### [INFORMATION GIVEN]

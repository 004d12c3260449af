#[cfg(feature = "std")]
pub type Rc<T> = std::rc::Rc<T>;
#[cfg(not(feature = "std"))]
pub type Rc<T> = alloc::rc::Rc<T>;

#[cfg(feature = "std")]
pub type Vec<T> = std::vec::Vec<T>;
#[cfg(not(feature = "std"))]
pub type Vec<T> = alloc::vec::Vec<T>;

#[cfg(feature = "std")]
pub type String = std::string::String;
#[cfg(not(feature = "std"))]
pub type String = alloc::string::String;

#[cfg(feature = "std")]
pub use std::format;

#[cfg(not(feature = "std"))]
pub use alloc::format;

### [WHAT YOU WILL DO]
In the lines above, find each one with "type" and list it.

### [TASK RESPONSE]
pub type Rc<T> = std::rc::Rc<T>;
pub type Rc<T> = alloc::rc::Rc<T>;
pub type Vec<T> = std::vec::Vec<T>;
pub type Vec<T> = alloc::vec::Vec<T>;
pub type String = std::string::String;
pub type String = alloc::string::String;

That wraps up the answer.